Different nutrients and fuel secretagogues have been used to elucidate how β-cell mitochondria contribute to trigger and amplify insulin secretion (Antinozzi et al., 2002). Notably, this approach has been taken by several studies comparing the effect of the nutrient glucose with the mitochondrial substrate succinate (Kennedy et al., 1998; Zawalich and Zawalich, 1992; Zawalich et al., 1993). Succinate (Tretter et al., 2016) is oxidized at complex II, and therefore bypasses glycolysis and complex I of the respiratory chain. Succinate is among the most frequently used substrates to stimulate respiration in isolated mitochondria (De Marchi et al., 2004; Scorrano et al., 1999) but in intact cells, the methylester of succinate must be used instead to allow cellular uptake. Intracellularly, methylsuccinate is hydrolyzed to give rise to succinate to serve as a substrate for mitochondrial respiration. In this form, succinate promotes insulin secretion in pancreatic β-cells in several β-cell models as well as primary pancreatic β-cells (Alarcon et al., 2002; Fahien and MacDonald, 2002; Heart et al., 2007; Maechler et al., 1997; Mukala-Nsengu et al., 2004; Zawalich and Zawalich, 1992; Zawalich et al., 1993). As with glucose, succinate-induced insulin secretion is biphasic (Zawalich et al., 1993). There are however conflicting results regarding the mechanism linking the stimulation of mitochondria by methylsuccinate to insulin secretion. While Mukala-Nsengu and collaborators have reported a strong methylsuccinate-stimulated Ca2+ rises in mouse islets (Mukala-Nsengu et al., 2004), a total absence of a Ca2+ response characterized the recordings of Heart and collaborators using the same biological system (Heart et al., 2007). Rat islets, in contrast, showed substantial methylsuccinate-stimulated Ca2+ rises that were indistinguishable from the ones induced by glucose. However, only representative traces were reported in those studies and a real quantification of Ca2+ was missing. Furthermore, it has been proposed that stimulus–secretion coupling may still occur in the absence of extracellular Ca2+ and the absence of intracellular Ca2+ rises (Komatsu et al., 1995), suggesting the possibility that alternative signals stimulate insulin granule exocytosis.

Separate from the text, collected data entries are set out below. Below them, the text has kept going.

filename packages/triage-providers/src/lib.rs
pub mod chat;
pub mod notify;

mod error;

pub use error::{Error, Result};

use reqwest::header::{AUTHORIZATION, HeaderMap, HeaderName};
use serde_json::{Map, Value};

pub fn auth_headers(api_key: &str, default_headers: &Map<String, Value>) -> Result<HeaderMap> {
	let mut headers = HeaderMap::new();

	headers.insert(AUTHORIZATION, format!("Bearer {api_key}").parse()?);

	for (key, value) in default_headers {
		let Some(raw) = value.as_str() else {
			return Err(Error::InvalidConfig {
				message: format!("Default header {key} must be a string."),
			});
		};

		headers.insert(HeaderName::from_bytes(key.as_bytes())?, raw.parse()?);
	}

	Ok(headers)
}
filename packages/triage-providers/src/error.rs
pub type Result<T, E = Error> = std::result::Result<T, E>;

#[derive(Debug, thiserror::Error)]
pub enum Error {
	#[error(transparent)]
	Reqwest(#[from] reqwest::Error),
	#[error(transparent)]
	SerdeJson(#[from] serde_json::Error),
	#[error(transparent)]
	InvalidHeaderName(#[from] reqwest::header::InvalidHeaderName),
	#[error(transparent)]
	InvalidHeaderValue(#[from] reqwest::header::InvalidHeaderValue),
	#[error("{message}")]
	InvalidConfig { message: String },
	#[error("{message}")]
	InvalidResponse { message: String },
}
use std::time::Duration;

use reqwest::Client;
use serde_json::Value;

use crate::{Error, Result};

/// Sends one chat-completion request and returns the trimmed text of the first choice.
pub async fn complete(cfg: &triage_config::LlmProviderConfig, messages: &[Value]) -> Result<String> {
	let client = Client::builder().timeout(Duration::from_millis(cfg.timeout_ms)).build()?;
	let url = format!("{}{}", cfg.api_base.trim_end_matches('/'), cfg.path);
	let body = serde_json::json!({
		"model": cfg.model,
		"temperature": cfg.temperature,
		"messages": messages,
	});
	let res = client
		.post(&url)
		.headers(crate::auth_headers(&cfg.api_key, &cfg.default_headers)?)
		.json(&body)
		.send()
		.await?;
	let json: Value = res.error_for_status()?.json().await?;

	parse_completion_content(&json)
}

pub fn system_message(content: &str) -> Value {
	serde_json::json!({ "role": "system", "content": content })
}

pub fn user_message(content: &str) -> Value {
	serde_json::json!({ "role": "user", "content": content })
}

fn parse_completion_content(json: &Value) -> Result<String> {
	let content = json
		.get("choices")
		.and_then(|v| v.as_array())
		.and_then(|arr| arr.first())
		.and_then(|choice| choice.get("message"))
		.and_then(|msg| msg.get("content"))
		.and_then(|c| c.as_str())
		.ok_or_else(|| Error::InvalidResponse {
			message: "Completion response is missing choices[0].message.content.".to_string(),
		})?;

	Ok(content.trim().to_string())
}
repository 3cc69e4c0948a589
use regex::Regex;
use serde_json::Value;

use crate::{Error, FeedbackType, Result, TriageService};
use triage_providers::chat::{system_message, user_message};

/// Longest excerpt, in characters, kept when a summary falls back to the raw text.
pub const EXCERPT_CHARS: usize = 200;

const PATIENT_ID_PATTERN: &str = r"(?i)\b(?:my\s*)?(?:patient\s*id|id)\s*(?:is|:)?\s*\d+\b";
const SUMMARIZE_SYSTEM_PROMPT: &str = "\
You are a biomedical summarization assistant used in a clinical setting by doctors and patients.
Summarize patient feedback strictly and only from the original text.

Rules:
- Do not add any information that is not present in the original text.
- Do not infer diagnosis, medical causes, severity, or prognosis.
- Do not reinterpret symptoms beyond what the patient explicitly said.
- Keep the wording factual, neutral, and free of assumptions.
- Only condense, paraphrase, or organize the provided content.
- If the input is vague, the summary must remain equally vague.";

/// Which prompt the severity assessment uses.
#[derive(Debug, Clone, Copy, PartialEq, Eq)]
pub enum SeverityFlavor {
	/// Patient feedback, judged together with the patient's history.
	GeneralFeedback,
	/// Prescription text, judged for dosage, contraindication, and acute-symptom risk.
	Prescription,
}

impl TriageService {
	/// One-sentence summary, or the cleaned and truncated text when the model cannot help.
	pub async fn summarize(&self, text: &str) -> String {
		match self.request_summary(text).await {
			Ok(summary) => summary,
			Err(err) => {
				self.log_fallback("summarize", &err);

				truncate_excerpt(&strip_patient_ids(text))
			},
		}
	}

	pub async fn classify(&self, text: &str) -> FeedbackType {
		match self.request_category(text).await {
			Ok(category) => category,
			Err(err) => {
				self.log_fallback("classify", &err);

				FeedbackType::General
			},
		}
	}

	/// Falls back to "not severe" whenever no judgment is available.
	pub async fn assess_severity(&self, text: &str, flavor: SeverityFlavor) -> bool {
		match self.request_severity(text, flavor).await {
			Ok(is_severe) => is_severe,
			Err(err) => {
				self.log_fallback("assess_severity", &err);

				false
			},
		}
	}

	pub async fn request_summary(&self, text: &str) -> Result<String> {
		let prompt = format!("Summarize the following feedback in one sentence: {text}");

		self.ask(vec![system_message(SUMMARIZE_SYSTEM_PROMPT), user_message(&prompt)]).await
	}

	pub async fn request_category(&self, text: &str) -> Result<FeedbackType> {
		let prompt = format!(
			"Classify this feedback into one of: symptom, treatment, follow-up. \
			 Only return the category name. Feedback: {text}"
		);
		let answer = self.ask(vec![user_message(&prompt)]).await?;

		Ok(parse_category(&answer))
	}

	pub async fn request_severity(&self, text: &str, flavor: SeverityFlavor) -> Result<bool> {
		let answer = self.ask(vec![user_message(&severity_prompt(text, flavor))]).await?;

		tracing::debug!(?flavor, raw = %answer, "Severity judgment received.");

		parse_severity(&answer)
	}

	async fn ask(&self, messages: Vec<Value>) -> Result<String> {
		let Some(cfg) = self.cfg.providers.llm.as_ref() else {
			return Err(Error::JudgmentUnavailable {
				message: "No language model is configured.".to_string(),
			});
		};

		Ok(self.providers.completion.complete(cfg, &messages).await?)
	}

	fn log_fallback(&self, operation: &'static str, err: &Error) {
		if self.cfg.providers.llm.is_none() {
			tracing::debug!(operation, "No language model configured. Using fallback.");
		} else {
			tracing::warn!(operation, error = %err, "Judgment unavailable. Using fallback.");
		}
	}
}

/// Removes phrases like "my id is 12" or "patient ID: 12" and trims the result.
pub fn strip_patient_ids(text: &str) -> String {
	match Regex::new(PATIENT_ID_PATTERN) {
		Ok(re) => re.replace_all(text, "").trim().to_string(),
		Err(_) => text.trim().to_string(),
	}
}

pub fn truncate_excerpt(text: &str) -> String {
	if text.chars().count() <= EXCERPT_CHARS {
		return text.to_string();
	}

	let mut excerpt: String = text.chars().take(EXCERPT_CHARS).collect();

	excerpt.push_str("...");

	excerpt
}

fn severity_prompt(text: &str, flavor: SeverityFlavor) -> String {
	match flavor {
		SeverityFlavor::GeneralFeedback => format!(
			"You are a clinical triage assistant. Given the following context, respond with a \
			 single JSON object containing only the field 'is_severe' with value 'true' or \
			 'false'.\n\nContext:\n{text}"
		),
		SeverityFlavor::Prescription => format!(
			"You are a clinical triage assistant assessing prescription-related risk. Given the \
			 prescription text, respond with a single JSON object {{\"is_severe\": \
			 \"true\"|\"false\"}} where 'true' indicates an urgent safety concern (e.g., \
			 dangerous doses, contraindications, acute adverse symptoms).\n\nPrescription:\n{text}"
		),
	}
}

fn parse_category(answer: &str) -> FeedbackType {
	match answer.trim().to_lowercase().as_str() {
		"symptom" => FeedbackType::Symptom,
		"treatment" => FeedbackType::Treatment,
		"follow-up" => FeedbackType::FollowUp,
		_ => FeedbackType::General,
	}
}

fn parse_severity(answer: &str) -> Result<bool> {
	let parsed = serde_json::from_str::<Value>(answer.trim()).ok().or_else(|| {
		embedded_object(answer).and_then(|object| serde_json::from_str::<Value>(object).ok())
	});
	let Some(value) = parsed else {
		return Err(Error::JudgmentUnavailable {
			message: "Severity answer contains no JSON object.".to_string(),
		});
	};

	match value.get("is_severe") {
		Some(Value::String(flag)) => Ok(flag.trim().eq_ignore_ascii_case("true")),
		Some(Value::Bool(flag)) => Ok(*flag),
		_ => Err(Error::JudgmentUnavailable {
			message: "Severity answer has no is_severe field.".to_string(),
		}),
	}
}

/// Substring from the first `{` to the last `}`, if any.
fn embedded_object(answer: &str) -> Option<&str> {
	let start = answer.find('{')?;
	let end = answer.rfind('}')?;

	(end > start).then(|| &answer[start..=end])
}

To clarify whether Ca2+ signaling and mitochondrial activation are a prerequisite for insulin secretion independently from the nutrient secretagogue, we studied metabolism–secretion coupling using the three fuel secretagogues glucose, pyruvate and methylsuccinate in the INS-1E insulin-secreting cell line. For direct comparison of mitochondrial activation, we studied the three substrates at the minimal concentration required to obtain maximal activation of respiration as opposed to using them at equimolar concentrations (Heart et al., 2007). Based on our results, we describe two distinct mechanisms linking nutrient activation of mitochondria to insulin secretion. The two pathways differ in their dependency on cytosolic Ca2+ rises and redox signaling, and they are respectively dependent on and independent of mitochondrial ATP production.
RESULTS
Glucose and methylsuccinate induce distinct respiratory responses in INS-1E cell mitochondria
Metabolism–secretion coupling depends on mitochondrial activation and the generation of ATP and other factors linking metabolism to the initiation of Ca2+ signals and insulin secretion (Fig. 1A). During glucose stimulation, mitochondrial respiration accelerates in a biphasic manner (De Marchi et al., 2014b). In INS-1E cells, a step increase from 2.5 to 16.7 mM glucose accelerates respiration rapidly followed by a slower gradual increase of the respiratory rate (Fig. 1B). This respiratory response to 16.7 mM glucose is maximal because lower concentrations of glucose induced qualitatively similar but less-pronounced responses (Fig. 1B). Stimulation of INS-1E cells with methylsuccinate (5 mM) rapidly augmented respiration but subsequently failed to produce a further increase, in contrast to the glucose response (Fig. 1C,D). Doubling the concentration of methylsuccinate did not further augment respiration, demonstrating that a maximal response to this substrate was achieved at 5 mM. Our results show that the profiles of respiration are clearly distinct (Fig. 1D). Blocking ATP-synthase with oligomycin caused a rapid inhibition of glucose-induced respiration. In INS-1E cells activated by methylsuccinate, the ATP-synthase-dependent respiration was surprisingly small (Fig. 1D). Although methylsuccinate is able to increase respiration, only a small fraction of this response is due to the stimulation of ATP-synthase.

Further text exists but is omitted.